Here's where it gets interesting. Every script I write makes Claude smarter — not by training it, but by giving it better inputs. When standup.py gathers accurate calendar data, Claude gives better morning briefings. When publish-episode.py stages a clean transcript, Claude writes better articles. When the build script copies files to the right places, Claude doesn't have to remember where things go.

The scripts accumulate. I have maybe a dozen now across different workflows. Each one removes a failure mode. Each one means fewer instructions in CLAUDE.md that might get forgotten. The system gets more reliable every week, not because the AI is improving, but because I'm moving more work into the layer that doesn't forget.
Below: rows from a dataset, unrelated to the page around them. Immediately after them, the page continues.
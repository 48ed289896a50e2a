//! Documents for the batch upload format.

use indexmap::IndexMap;
use serde::{Deserialize, Serialize};

use crate::document::field_value::FieldValue;

/// A document to be added to the index.
///
/// Every document carries an id and a version; the service keeps the
/// highest version it has seen for an id. Field names and values are checked
/// when the document is added to a [`DocumentBatch`](crate::document::DocumentBatch).
#[derive(Clone, Serialize, Deserialize, Debug, PartialEq, Eq)]
pub struct BatchDocument {
    /// Document id
    pub id: String,
    /// Document version
    pub version: u64,
    /// Optional two-letter language code
    #[serde(default, skip_serializing_if = "Option::is_none")]
    pub lang: Option<String>,
    /// The field values for this document, in insertion order
    #[serde(default)]
    pub fields: IndexMap<String, FieldValue>,
}

impl BatchDocument {
    /// Create a new document with no fields.
    pub fn new<S: Into<String>>(id: S, version: u64) -> Self {
        BatchDocument {
            id: id.into(),
            version,
            lang: None,
            fields: IndexMap::new(),
        }
    }

    /// Add a field value to the document, replacing an earlier value.
    pub fn add_field<S: Into<String>>(&mut self, name: S, value: FieldValue) {
        self.fields.insert(name.into(), value);
    }

    /// Get a field value from the document.
    pub fn get_field(&self, name: &str) -> Option<&FieldValue> {
        self.fields.get(name)
    }

    /// Get the number of fields.
    pub fn len(&self) -> usize {
        self.fields.len()
    }

    /// Check if the document has no fields.
    pub fn is_empty(&self) -> bool {
        self.fields.is_empty()
    }

    /// Create a builder for constructing documents.
    pub fn builder<S: Into<String>>(id: S, version: u64) -> BatchDocumentBuilder {
        BatchDocumentBuilder::new(id, version)
    }
}

/// A builder for constructing documents in a fluent manner.
#[derive(Debug)]
pub struct BatchDocumentBuilder {
    document: BatchDocument,
}

impl BatchDocumentBuilder {
    /// Create a new document builder.
    pub fn new<S: Into<String>>(id: S, version: u64) -> Self {
        BatchDocumentBuilder {
            document: BatchDocument::new(id, version),
        }
    }

    /// Set the document language.
    pub fn lang<S: Into<String>>(mut self, lang: S) -> Self {
        self.document.lang = Some(lang.into());
        self
    }

    /// Add a text field to the document.
    pub fn add_text<S: Into<String>, T: Into<String>>(mut self, name: S, value: T) -> Self {
        self.document
            .add_field(name, FieldValue::Text(value.into()));
        self
    }

    /// Add an unsigned integer field to the document.
    pub fn add_uint<S: Into<String>>(mut self, name: S, value: u64) -> Self {
        self.document.add_field(name, FieldValue::Uint(value));
        self
    }

    /// Add a multi-valued field to the document.
    pub fn add_values<S, I, V>(mut self, name: S, values: I) -> Self
    where
        S: Into<String>,
        I: IntoIterator<Item = V>,
        V: Into<FieldValue>,
    {
        let values = values.into_iter().map(Into::into).collect();
        self.document.add_field(name, FieldValue::Multi(values));
        self
    }

    /// Build the document.
    pub fn build(self) -> BatchDocument {
        self.document
    }
}

#[cfg(test)]
mod tests {
    use super::*;

    #[test]
    fn test_builder() {
        let doc = BatchDocument::builder("tt0076759", 3)
            .lang("en")
            .add_text("title", "Star Wars")
            .add_uint("year", 1977)
            .add_values("genre", ["Action", "Sci-Fi"])
            .build();

        assert_eq!(doc.id, "tt0076759");
        assert_eq!(doc.version, 3);
        assert_eq!(doc.lang.as_deref(), Some("en"));
        assert_eq!(doc.len(), 3);
        assert_eq!(doc.get_field("year"), Some(&FieldValue::Uint(1977)));
        assert_eq!(
            doc.fields.keys().collect::<Vec<_>>(),
            vec!["title", "year", "genre"]
        );
    }

    #[test]
    fn test_later_value_replaces_earlier() {
        let doc = BatchDocument::builder("a", 1)
            .add_text("title", "one")
            .add_text("title", "two")
            .build();
        assert_eq!(doc.get_field("title").and_then(FieldValue::as_text), Some("two"));
    }
}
It's The Checklist Manifesto principle applied to AI. Simple systems prevent costly mistakes. Except instead of a checklist that a human reads, it's a script that a computer runs. Same philosophy — make the right thing happen automatically so you can focus your brainpower on the decisions that actually need a brain.

The Meta Lesson

If you're building with AI tools — Claude Code, Cursor, whatever — and you're frustrated that it "keeps forgetting" things, you're probably putting deterministic work in the non-deterministic layer. You're asking the AI to be reliable at tasks where reliability means "do the exact same thing every time." That's not what AI is for. That's what scripts are for.

Split the layers. Let code be code. Let AI be AI. The results compound.